Раздался оглушительный взрыв и с потолка посыпалась штукатурка. В доме что-то происходит. Там настоящее побоище. Я инстинктивно дернула ручку двери и та вдруг совершенно легко открылась. Судорожно сглотнув толкнула ее кончиками пальцев, приготовившись к нападению или…сама не знаю к чему, но там за дверью царил полумрак, мигала красная лампочка.

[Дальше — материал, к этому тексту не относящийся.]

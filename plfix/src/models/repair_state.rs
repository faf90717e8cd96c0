//! Per-record repair state machine
//!
//! Each broken record progresses through:
//! DETECTED → CANDIDATE_SOUGHT → {NO_CANDIDATE | RANKED}
//!   → {DRY_RUN_REPORTED | INSERTED → (ORIGINAL_KEPT | ORIGINAL_DELETED)} → DONE
//!
//! or FAILED on a mutation error. A search or ranking error is not a record
//! state: it stops the whole run.

use super::{BrokenRecord, Candidate};
use chrono::{DateTime, Utc};
use plfix_common::events::OutcomeKind;
use serde::{Deserialize, Serialize};

/// Repair state of one broken record
#[derive(Debug, Clone, Copy, PartialEq, Eq, Serialize, Deserialize)]
#[serde(rename_all = "SCREAMING_SNAKE_CASE")]
pub enum RepairState {
    /// Produced by the availability oracle
    Detected,
    /// Search + rank in flight
    CandidateSought,
    /// Search returned nothing usable
    NoCandidate,
    /// Top candidate chosen
    Ranked,
    /// Dry-run: reported, nothing mutated
    DryRunReported,
    /// Replacement inserted
    Inserted,
    /// Keep-broken mode: original left in place
    OriginalKept,
    /// Original removed
    OriginalDeleted,
    /// Finished
    Done,
    /// Insert or delete error
    Failed,
}

impl RepairState {
    /// Whether `next` is a legal successor of `self`
    pub fn can_transition_to(self, next: RepairState) -> bool {
        use RepairState::*;
        matches!(
            (self, next),
            (Detected, CandidateSought)
                | (CandidateSought, NoCandidate)
                | (CandidateSought, Ranked)
                | (Ranked, DryRunReported)
                | (Ranked, Inserted)
                | (Ranked, Failed)
                | (Inserted, OriginalKept)
                | (Inserted, OriginalDeleted)
                | (Inserted, Failed)
                | (NoCandidate, Done)
                | (DryRunReported, Done)
                | (OriginalKept, Done)
                | (OriginalDeleted, Done)
        )
    }

    pub fn is_terminal(self) -> bool {
        matches!(self, RepairState::Done | RepairState::Failed)
    }
}

/// State transition record
#[derive(Debug, Clone, Serialize, Deserialize)]
pub struct StateTransition {
    pub old_state: RepairState,
    pub new_state: RepairState,
    pub transitioned_at: DateTime<Utc>,
}

/// In-flight progress of one record
#[derive(Debug, Clone, Serialize, Deserialize)]
pub struct RecordProgress {
    pub state: RepairState,
    /// Every transition taken, oldest first
    pub history: Vec<StateTransition>,
}

impl RecordProgress {
    pub fn new() -> Self {
        Self {
            state: RepairState::Detected,
            history: Vec::new(),
        }
    }

    /// Transition to new state
    pub fn transition_to(&mut self, new_state: RepairState) -> StateTransition {
        debug_assert!(
            self.state.can_transition_to(new_state),
            "illegal repair transition {:?} -> {:?}",
            self.state,
            new_state
        );
        let transition = StateTransition {
            old_state: self.state,
            new_state,
            transitioned_at: Utc::now(),
        };
        self.state = new_state;
        self.history.push(transition.clone());
        transition
    }

    /// Whether the record passed through `state`
    pub fn visited(&self, state: RepairState) -> bool {
        self.history.iter().any(|t| t.new_state == state)
    }

    /// States visited in order, starting with DETECTED
    pub fn path(&self) -> Vec<RepairState> {
        let mut path = vec![RepairState::Detected];
        path.extend(self.history.iter().map(|t| t.new_state));
        path
    }
}

impl Default for RecordProgress {
    fn default() -> Self {
        Self::new()
    }
}

/// Final result for one processed broken record
#[derive(Debug, Clone, Serialize, Deserialize)]
pub struct RecordOutcome {
    /// 1-based attempt number within the run
    pub attempt: usize,
    pub record: BrokenRecord,
    pub kind: OutcomeKind,
    pub progress: RecordProgress,
    /// Chosen replacement, if ranking produced one
    pub candidate: Option<Candidate>,
    /// Position sent with the insert call
    pub insert_position: Option<u32>,
    /// Entry id of the inserted replacement
    pub inserted_entry_id: Option<String>,
    /// Raw backend error, if any
    pub error: Option<String>,
}

impl RecordOutcome {
    /// Final state reached
    pub fn final_state(&self) -> RepairState {
        self.progress.state
    }
}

Я, неслышно ступая, пошла вперед. К лестнице ведущей наверх. Туда, откуда совсем недавно доносились жуткие крики узников. Я старалась не смотреть на мертвецов. Нет, мне не было страшно, мне было их жаль. Настолько жаль, что сердце переставало биться. Доведенные до отчаянья и не сломленные Черные Львы. Не подписавшие договор с Николасом, и за это поплатившиеся жизнью. Что он творит? Ему никогда не отмыться от этой крови и грязи. Если до него доберется Верховный Суд Нейтралов, Мокану никто не спасет, никто не оправдает. Его казнят как бешеное животное. Я шла вперед, вспоминая, как меня тащили сюда, вспоминая темные коридоры. Но это словно лабиринт. Как в фильме ужасов, когда перед тобой, сколько бы ты не шел, всегда одна и та же комната.
Внезапно погас свет. Я застыла на месте, замерла, заставляя себя привыкать к темноте и прислушиваясь к звукам. И вдруг увидела, как на стенах, с облупившейся краской проступили светящиеся стрелки. Возможно это запасной выход из здания. Я шла вдоль склизских стен, не зная, что меня ждет впереди, пока не уткнулась в тупик. Ощупала все, осмотрелась и поняла, что пришла в никуда. Идиотская шутка. Я истерически засмеялась, до слез. Села на пол и закрыла лицо руками. В доме все гудело и сотрясалось. Выстрелы, взрывы, крики. А вокруг меня трупы и кровь. Мясорубка, которую устроил мой муж.